Patients with inoperable metastatic desmoplastic melanoma (DM) should receive anti–PD-1 monotherapy up front, based on findings from the SWOG phase II S1512 trial—the first prospective assessment of PD-1 blockade's utility in this disease subtype.
Strongly associated with sun exposure, DM is characterized by “a unique pathology of spindle-shaped cells separated by collagen fibers,” said Zeynep Eroglu, MD, of Moffitt Cancer Center in Tampa, FL. A rare subtype, comprising roughly 4% of melanoma diagnoses in the United States, it often originates in the head and neck, and is more common in older men.
DM is also typically resistant to radiation and—where feasible—surgery, noted trial investigator Antoni Ribas, MD, PhD, of the University of California, Los Angeles. “I've had patients relapse repeatedly, needing multiple skin grafts and reconstructions over the years” that can be deeply disfiguring.
After pembrolizumab (Keytruda; Merck) was greenlighted as a first-line treatment for metastatic melanoma, Ribas began noticing “really good responses in one or two patients” with DM. Curious, he queried various colleagues about similar anecdotal observations. The researchers compiled enough data for a 60-patient retrospective analysis (Nature 2018;553:347–50), highlighting a complete response rate (CRR) of 32%. Buoyed, “we decided to move ahead with a prospective study, even though we knew that [DM] being ultrarare, this would take a while.” From late 2017 to 2021, he and the group, including Eroglu, enrolled 27 patients across nine states nationwide.
Kari Kendra, MD, PhD, of The Ohio State University in Columbus, reported S1512’s results during the American Association for Cancer Research Annual Meeting 2023 in Orlando, FL, April 14–19. All 27 patients were evaluable: The overall response rate (ORR) to pembrolizumab monotherapy was 89%, including a CRR of 33%. At 2 years, progression-free survival (PFS) was 74% and overall survival was 89%.

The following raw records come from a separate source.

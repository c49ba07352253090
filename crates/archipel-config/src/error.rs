//! Configuration error types.

use std::path::PathBuf;

/// Errors raised while loading, saving, or validating `config.ron`.
#[derive(Debug, thiserror::Error)]
pub enum ConfigError {
    /// The config file exists but could not be read.
    #[error("failed to read {}: {source}", path.display())]
    ReadError {
        path: PathBuf,
        #[source]
        source: std::io::Error,
    },

    /// The config file or its directory could not be written.
    #[error("failed to write {}: {source}", path.display())]
    WriteError {
        path: PathBuf,
        #[source]
        source: std::io::Error,
    },

    /// The file is not valid RON for [`Config`](crate::Config).
    #[error("failed to parse {}: {source}", path.display())]
    ParseError {
        path: PathBuf,
        #[source]
        source: ron::error::SpannedError,
    },

    #[error("failed to serialize config: {0}")]
    SerializeError(#[source] ron::Error),

    /// A setting holds a value generation cannot start with.
    #[error("invalid setting `{field}`: {reason}")]
    InvalidSetting {
        /// Dotted path of the offending field, e.g. `island.distance`.
        field: &'static str,
        reason: String,
    },
}
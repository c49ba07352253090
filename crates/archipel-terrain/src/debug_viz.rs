//! Debug visualization: top-down maps of island terrain categories.

mod image;

pub use self::image::DebugImage;

use crate::biome::IslandBiomeResolver;

/// Marks island centers in rendered maps.
const CENTER_MARKER: [u8; 3] = [255, 255, 255];

/// Region of block space covered by a map.
#[derive(Clone, Copy, Debug, PartialEq, Eq)]
pub struct MapRegion {
    /// Block X of the top-left pixel.
    pub min_x: i64,
    /// Block Z of the top-left pixel.
    pub min_z: i64,
    /// Blocks per pixel along each axis.
    pub blocks_per_pixel: i64,
}

/// Render a `width x height` map of terrain categories.
///
/// Pixel `(px, py)` shows block `(min_x + px * step, min_z + py * step)`, so
/// north is up. Pixels that land exactly on an island center are white.
pub fn render_island_map(
    resolver: &IslandBiomeResolver,
    region: MapRegion,
    width: u32,
    height: u32,
) -> DebugImage {
    let mut image = DebugImage::new(width, height);
    let step = region.blocks_per_pixel.max(1);

    for py in 0..height {
        for px in 0..width {
            let x = region.min_x + i64::from(px) * step;
            let z = region.min_z + i64::from(py) * step;
            let sample = resolver.sample_block(x, z);

            let color = if sample.center.x == x && sample.center.z == z {
                CENTER_MARKER
            } else {
                sample.category.debug_color()
            };
            image.put(px, py, color);
        }
    }

    image
}
//! Per-quadrant distance band tables.
//!
//! Each table maps ascending normalized-distance thresholds to categories and
//! is queried with ceiling semantics: the first threshold `>= d` wins. The
//! four tables share the same nominal edges but shift them by a small
//! per-quadrant amount and order the categories differently.

use std::sync::LazyLock;

use super::{Quadrant, TerrainCategory};
use TerrainCategory::{
    BasaltDeltas as Basalt, CrimsonForest as Crimson, NetherWastes as Wastes,
    SoulSandValley as SoulSand, WarpedForest as Warped,
};

/// Number of bands in every quadrant table.
pub const BANDS_PER_QUADRANT: usize = 9;

/// Nominal band edges in normalized squared distance (`dist² / radius²`).
pub const BAND_EDGES: [f64; BANDS_PER_QUADRANT] =
    [0.03, 0.13, 0.25, 0.5, 0.75, 1.0, 1.25, 1.75, 2.0];

/// Category returned when a distance lies beyond the last threshold.
pub const DEFAULT_CATEGORY: TerrainCategory = TerrainCategory::NetherWastes;

/// `(quadrant, edge shift, categories from innermost to outermost)`.
const BAND_LAYOUT: [(Quadrant, f64, [TerrainCategory; BANDS_PER_QUADRANT]); 4] = [
    (
        Quadrant::NorthEast,
        0.01,
        [Wastes, Crimson, Wastes, Warped, Wastes, Crimson, SoulSand, Basalt, Wastes],
    ),
    (
        Quadrant::NorthWest,
        0.02,
        [Wastes, SoulSand, SoulSand, Basalt, Wastes, Crimson, SoulSand, Warped, Wastes],
    ),
    (
        Quadrant::SouthEast,
        -0.01,
        [Wastes, Basalt, SoulSand, Warped, Wastes, Basalt, SoulSand, Warped, Crimson],
    ),
    (
        Quadrant::SouthWest,
        -0.01,
        [Wastes, SoulSand, Wastes, SoulSand, Wastes, Crimson, Warped, Basalt, Wastes],
    ),
];

static QUADRANT_TABLES: LazyLock<QuadrantTables> = LazyLock::new(QuadrantTables::build);

/// The process-wide band tables. Built on first use, read-only afterwards.
pub fn quadrant_tables() -> &'static QuadrantTables {
    &QUADRANT_TABLES
}

/// One quadrant's ordered `threshold -> category` mapping.
#[derive(Clone, Debug, PartialEq)]
pub struct BandTable {
    /// Strictly ascending thresholds paired with their categories.
    bands: Vec<(f64, TerrainCategory)>,
}

impl BandTable {
    fn from_layout(shift: f64, categories: &[TerrainCategory; BANDS_PER_QUADRANT]) -> Self {
        let bands = BAND_EDGES
            .iter()
            .zip(categories)
            .map(|(&edge, &category)| (edge + shift, category))
            .collect();
        Self { bands }
    }

    /// Index of the band containing `d`: the smallest threshold `>= d`.
    ///
    /// Returns `None` when `d` exceeds every threshold. NaN sorts above every
    /// threshold and also yields `None`.
    pub fn band_index(&self, d: f64) -> Option<usize> {
        let idx = self
            .bands
            .partition_point(|(threshold, _)| threshold.total_cmp(&d).is_lt());
        (idx < self.bands.len()).then_some(idx)
    }

    /// Category for normalized distance `d`, or [`DEFAULT_CATEGORY`] past the last band.
    pub fn lookup(&self, d: f64) -> TerrainCategory {
        self.band_index(d)
            .map_or(DEFAULT_CATEGORY, |idx| self.bands[idx].1)
    }

    /// Thresholds in ascending order.
    pub fn thresholds(&self) -> impl Iterator<Item = f64> + '_ {
        self.bands.iter().map(|(threshold, _)| *threshold)
    }

    /// `(threshold, category)` pairs in ascending order.
    pub fn bands(&self) -> &[(f64, TerrainCategory)] {
        &self.bands
    }
}

/// Band tables for all four quadrants.
#[derive(Clone, Debug, PartialEq)]
pub struct QuadrantTables {
    tables: [BandTable; 4],
}

impl QuadrantTables {
    fn build() -> Self {
        let mut tables: [BandTable; 4] = std::array::from_fn(|_| BandTable { bands: Vec::new() });
        for (quadrant, shift, categories) in &BAND_LAYOUT {
            tables[quadrant.index()] = BandTable::from_layout(*shift, categories);
        }
        Self { tables }
    }

    /// The table for `quadrant`.
    pub fn table(&self, quadrant: Quadrant) -> &BandTable {
        &self.tables[quadrant.index()]
    }

    /// Looks up `d` in the table for `quadrant`.
    pub fn lookup(&self, quadrant: Quadrant, d: f64) -> TerrainCategory {
        self.table(quadrant).lookup(d)
    }
}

By contrast, Eroglu pointed out, in the general melanoma population, the ORR and CRR with anti–PD-1 monotherapy tend “to be around 40% and 10%,” respectively, and the 2-year PFS is approximately 37%.
Kendra also spotlighted one patient “with prominent scalp lesions that were no longer visible by 6 weeks; 4 months later, his hair was even growing back in the area of disease,” as well as CT scans of another patient's lung metastases, “which regressed beautifully.”
“We've gotten some really nice before-and-after images,” Ribas observed. “This is one of the most responsive tumor subtypes, akin to MSI [microsatellite instability]-high colorectal cancer.”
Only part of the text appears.